During a press conference at the Geneva Press Club on July 3, British barrister and Queen’s Counsel Geoffrey Robertson and Lula’s defense lawyer Valeska Texeira Martins revealed that, although the Brazilian government recently requested the UN Human Rights Committee to halt its investigation into ex-President Lula’s arrest, it was rejected and the investigation is moving forwards.

The UNHRC is looking at whether Lula was denied his right to a fair trail with an impartial judge. Issues that contributed to the Committee’s decision to investigate the case include the fact that Judge Sergio Moro admitted to breaking the law by illegally wiretapping Lula’s defense lawyers but was allowed to continue presiding over his own investigation. The Committee is also investigating whether Lula’s political right to campaign is being denied, as other candidates are publicly criticizing him and he is not being allowed to respond.

Meanwhile, the Anglo press has continually published misinformation about Lula’s case, why he is in jail, and the fact that he is officially registered by the PT Party as its pre-candidate for the presidency.

Lula’s defense lawyer, Valeska Martins contends that Lula is victim of a political persecution masked in legal processes which she calls Lawfare. In the following interview, she explains why.

What is Lawfare?

The law can destroy reputations, it can destroy assets, it can destroy freedom and it can end people’s lives. So when it is misused it is extremely violent. Lawfare is the abuse and misuse of the law in a violent manner to conduct political persecution. We are able to identify all of the dimensions, tactics, and strategies typically used in Lawfare in the persecution of Lula. The prosecutors did not produce one single piece of evidence or one single logical accusation against him, even on that day when they invited all the mainstream media outlets to a hotel and made that sensationalist PowerPoint presentation with the clear intention of achieving a political goal. The fact is that making someone a defendant or putting him under criminal investigation is already a form of punishment. Basically it is a battle, a legal war with the goal of dehumanizing and defaming a political enemy. So, when people say we are politicizing the defense, this is a lie because, in reality, this is a technical diagnosis. When we understand that, technically speaking, there is no material evidence, that the accusations are illogical, that the legal arguments are misrepresented, we come to the unequivocal conclusion that we are dealing with a process of Lawfare.

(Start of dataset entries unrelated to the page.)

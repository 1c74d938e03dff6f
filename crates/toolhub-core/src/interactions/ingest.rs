use super::InteractionLog;
use crate::{Result, StoreError};
use chrono::{DateTime, Utc};
use toolhub_types::{NewInteraction, ObjectId};
use tracing::{debug, error, warn};

impl InteractionLog {
    /// Record one interaction.
    ///
    /// Returns `true` once the store has acknowledged the insert. Invalid input
    /// and store failures are logged and reported as `false`; there is no retry.
    pub fn log_interaction(&self, new: NewInteraction) -> bool {
        match self.try_log_interaction(new) {
            Ok(_) => true,
            Err(StoreError::InvalidInput(reason)) => {
                warn!(target: "toolhub::interactions", "Rejected interaction: {}", reason);
                false
            }
            Err(e) => {
                error!(target: "toolhub::interactions", "Failed to log interaction: {}", e);
                false
            }
        }
    }

    /// Record one interaction, returning the store-assigned identifier.
    pub fn try_log_interaction(&self, new: NewInteraction) -> Result<ObjectId> {
        self.try_log_interaction_at(new, Utc::now())
    }

    /// Record one interaction with `now` as its write time.
    pub fn try_log_interaction_at(&self, new: NewInteraction, now: DateTime<Utc>) -> Result<ObjectId> {
        if let Some(field) = new.missing_required() {
            return Err(StoreError::InvalidInput(format!("{field} must not be empty")));
        }

        let record = new.into_record(now);
        let id = self.collection.insert_one(record.to_document())?;
        debug!(
            target: "toolhub::interactions",
            "Logged {} interaction {} for {}/{}",
            record.interaction_type,
            id,
            record.project_name,
            record.agent_name
        );
        Ok(id)
    }
}
//! Conversion of store-native values into transport-safe primitives.
//!
//! Identifiers become their hex string and instants their RFC 3339 string.
//! Nested documents and arrays are converted recursively; every other value is
//! returned unchanged, so converting twice is the same as converting once.

use toolhub_types::{Document, Value, format_instant};

/// Transport-safe copy of a single value.
pub fn serialize_value(value: &Value) -> Value {
    match value {
        Value::ObjectId(id) => Value::String(id.to_hex()),
        Value::DateTime(dt) => Value::String(format_instant(dt)),
        Value::Document(doc) => Value::Document(serialize_document(doc)),
        Value::Array(items) => Value::Array(items.iter().map(serialize_value).collect()),
        scalar => scalar.clone(),
    }
}

/// Transport-safe copy of a document.
pub fn serialize_document(doc: &Document) -> Document {
    doc.iter()
        .map(|(k, v)| (k.clone(), serialize_value(v)))
        .collect()
}
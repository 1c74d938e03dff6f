//! Tool, prompt and resource definitions advertised to agent runtimes.

use serde::{Deserialize, Serialize};
use serde_json::Value as JsonValue;

/// A callable tool: its name, a description for the agent, and a JSON Schema
/// describing its arguments.
#[derive(Debug, Clone, PartialEq, Serialize, Deserialize)]
pub struct ToolDef {
    pub name: String,
    pub description: String,
    #[serde(rename = "inputSchema")]
    pub input_schema: JsonValue,
}

impl ToolDef {
    pub fn new(name: &str, description: &str, input_schema: JsonValue) -> Self {
        Self {
            name: name.to_string(),
            description: description.to_string(),
            input_schema,
        }
    }
}

/// A prompt template and the arguments it accepts.
#[derive(Debug, Clone, PartialEq, Serialize, Deserialize)]
pub struct PromptDef {
    pub name: String,
    pub description: String,
    pub arguments: Vec<PromptArgument>,
}

#[derive(Debug, Clone, PartialEq, Serialize, Deserialize)]
pub struct PromptArgument {
    pub name: String,
    pub description: String,
    pub required: bool,
}

impl PromptArgument {
    pub fn new(name: &str, description: &str, required: bool) -> Self {
        Self {
            name: name.to_string(),
            description: description.to_string(),
            required,
        }
    }
}

/// A family of readable resources addressed by a URI template such as
/// `greeting://{name}`.
#[derive(Debug, Clone, PartialEq, Serialize, Deserialize)]
pub struct ResourceTemplate {
    #[serde(rename = "uriTemplate")]
    pub uri_template: String,
    pub name: String,
    pub description: String,
    #[serde(rename = "mimeType")]
    pub mime_type: String,
}

/// The text of one resource read.
#[derive(Debug, Clone, PartialEq, Serialize, Deserialize)]
pub struct ResourceContent {
    pub uri: String,
    #[serde(rename = "mimeType")]
    pub mime_type: String,
    pub text: String,
}
//! Shared application state.

use crate::config::Config;
use std::sync::Arc;
use toolhub_core::{DocumentClient, InteractionLog, PromptRegistry, ToolRegistry};

/// Shared application state.
pub struct AppState {
    pub client: Arc<DocumentClient>,
    pub log: Arc<InteractionLog>,
    pub tools: ToolRegistry,
    pub prompts: PromptRegistry,
    pub config: Config,
}

impl AppState {
    /// Connect to the configured store. A store that cannot be opened is
    /// logged and left unavailable rather than failing startup.
    pub fn new(config: Config) -> Self {
        let client = Arc::new(DocumentClient::connect(&config.db_path));
        Self::with_client(config, client)
    }

    /// Build state over an existing client.
    pub fn with_client(config: Config, client: Arc<DocumentClient>) -> Self {
        let log = Arc::new(InteractionLog::new(Arc::new(
            client.collection(&config.collection),
        )));
        let tools = ToolRegistry::new(log.clone());
        Self {
            client,
            log,
            tools,
            prompts: PromptRegistry::new(),
            config,
        }
    }
}
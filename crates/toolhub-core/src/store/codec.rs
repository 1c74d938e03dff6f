//! Storage encoding of documents.
//!
//! Bodies are stored as JSON text. Identifiers and instants are wrapped in
//! single-key objects (`{"$oid": ..}`, `{"$date": ..}`) so they survive the
//! round trip and stay addressable from SQL paths. Instants use the fixed-width
//! format from [`format_instant`], so their text order is their time order.
//!
//! Caller keys starting with `$` are escaped with one more `$` on the way in and
//! unescaped on the way out, so a stored `{"$oid": ..}` or `{"$date": ..}` can
//! only have been written by the encoder.

use serde_json::{Map, Value as JsonValue};
use toolhub_types::{Document, ObjectId, Value, format_instant, parse_instant};

pub(crate) const OID_KEY: &str = "$oid";
pub(crate) const DATE_KEY: &str = "$date";

const ESCAPE: char = '$';

pub(crate) fn encode_document(doc: &Document) -> JsonValue {
    JsonValue::Object(
        doc.iter()
            .map(|(k, v)| (escape_key(k), encode_value(v)))
            .collect(),
    )
}

fn escape_key(key: &str) -> String {
    if key.starts_with(ESCAPE) {
        format!("{ESCAPE}{key}")
    } else {
        key.to_string()
    }
}

fn unescape_key(key: String) -> String {
    match key.strip_prefix(ESCAPE) {
        Some(rest) if rest.starts_with(ESCAPE) => rest.to_string(),
        _ => key,
    }
}

fn encode_value(value: &Value) -> JsonValue {
    match value {
        Value::ObjectId(id) => wrapped(OID_KEY, id.to_hex()),
        Value::DateTime(dt) => wrapped(DATE_KEY, format_instant(dt)),
        Value::Array(items) => JsonValue::Array(items.iter().map(encode_value).collect()),
        Value::Document(doc) => encode_document(doc),
        scalar => scalar.to_json(),
    }
}

fn wrapped(key: &str, text: String) -> JsonValue {
    let mut map = Map::new();
    map.insert(key.to_string(), JsonValue::String(text));
    JsonValue::Object(map)
}

pub(crate) fn decode_document(json: JsonValue) -> Document {
    match decode_value(json) {
        Value::Document(doc) => doc,
        _ => Document::new(),
    }
}

fn decode_value(json: JsonValue) -> Value {
    match json {
        JsonValue::Array(items) => Value::Array(items.into_iter().map(decode_value).collect()),
        JsonValue::Object(map) => {
            if let Some(native) = unwrap_native(&map) {
                return native;
            }
            Value::Document(
                map.into_iter()
                    .map(|(k, v)| (unescape_key(k), decode_value(v)))
                    .collect(),
            )
        }
        scalar => Value::from_json(scalar),
    }
}

fn unwrap_native(map: &Map<String, JsonValue>) -> Option<Value> {
    if map.len() != 1 {
        return None;
    }
    let (key, inner) = map.iter().next()?;
    let text = inner.as_str()?;
    match key.as_str() {
        OID_KEY => text.parse::<ObjectId>().ok().map(Value::ObjectId),
        DATE_KEY => parse_instant(text).map(Value::DateTime),
        _ => None,
    }
}

#[cfg(test)]
mod tests {
    use super::*;
    use chrono::{TimeZone, Utc};

    #[test]
    fn test_native_kinds_survive_storage() {
        let id = ObjectId::new();
        let at = Utc.with_ymd_and_hms(2025, 2, 3, 4, 5, 6).unwrap();
        let mut inner = Document::new();
        inner.insert("seen", at);

        let mut doc = Document::new();
        doc.insert("ref", id);
        doc.insert("at", at);
        doc.insert("history", vec![Value::from(at), Value::from(1)]);
        doc.insert("inner", inner);
        doc.insert("ratio", 1.5);

        let encoded = encode_document(&doc);
        assert_eq!(encoded["at"]["$date"], "2025-02-03T04:05:06.000000Z");
        assert_eq!(encoded["ref"]["$oid"], id.to_hex());

        let text = serde_json::to_string(&encoded).unwrap();
        let decoded = decode_document(serde_json::from_str(&text).unwrap());
        assert_eq!(decoded, doc);
    }

    #[test]
    fn test_unparseable_wrappers_stay_documents() {
        let json = serde_json::json!({
            "meta": {"$date": "yesterday"},
            "pair": {"$oid": "x", "extra": 1}
        });
        let doc = decode_document(json);
        assert_eq!(
            doc.get_document("meta").and_then(|m| m.get_str("$date")),
            Some("yesterday")
        );
        assert!(doc.get_document("pair").is_some());
    }

    #[test]
    fn test_dollar_keys_from_callers_are_not_read_as_native() {
        let id = ObjectId::new();
        let meta = Document::from_json(serde_json::json!({
            "when": {"$date": "2025-01-01T00:00:00Z"},
            "ref": {"$oid": id.to_hex()},
            "$$already": 1,
            "big": u64::MAX
        }))
        .unwrap();
        let mut doc = Document::new();
        doc.insert("metadata", meta.clone());

        let encoded = encode_document(&doc);
        assert_eq!(encoded["metadata"]["when"]["$$date"], "2025-01-01T00:00:00Z");
        assert_eq!(encoded["metadata"]["$$$already"], 1);

        let text = serde_json::to_string(&encoded).unwrap();
        let decoded = decode_document(serde_json::from_str(&text).unwrap());
        assert_eq!(decoded.get_document("metadata"), Some(&meta));
        assert_eq!(
            decoded.get_document("metadata").unwrap().get("big"),
            Some(&Value::UInt(u64::MAX))
        );
    }
}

Do you think that the foreign journalists understood the judgment against Lula?

It is easy to get lost in the details and just repeat what the prosecutors say, ignoring the defense, or to get stuck in a ‘he said she said,’ because the language is very technical. This causes a huge barrier for people who are trying to understand how this political persecution is taking place.

The biggest problem with Lawfare is the following: a political fight is transferred into the legal realm so the only people who understand what is happening are lawyers and judges. Due to the technical nature of legal jargon, reporters have problems making any kind of critical analysis. It is literally lost in the translation.

When Lula was arrested on April 7th, most English language newspapers that covered the story falsely insinuated that his arrest was connected to a bribery scheme involving Petrobras. Although prosecutors mentioned this to the press in 2016, this charge was not including in Lula’s judgement, which condemns him for committing “undetermined acts”. What do you think that the Anglo newspapers are doing wrong in the way they are writing about Lula’s case and in the way they are speaking to and quoting you and the other defense attorneys?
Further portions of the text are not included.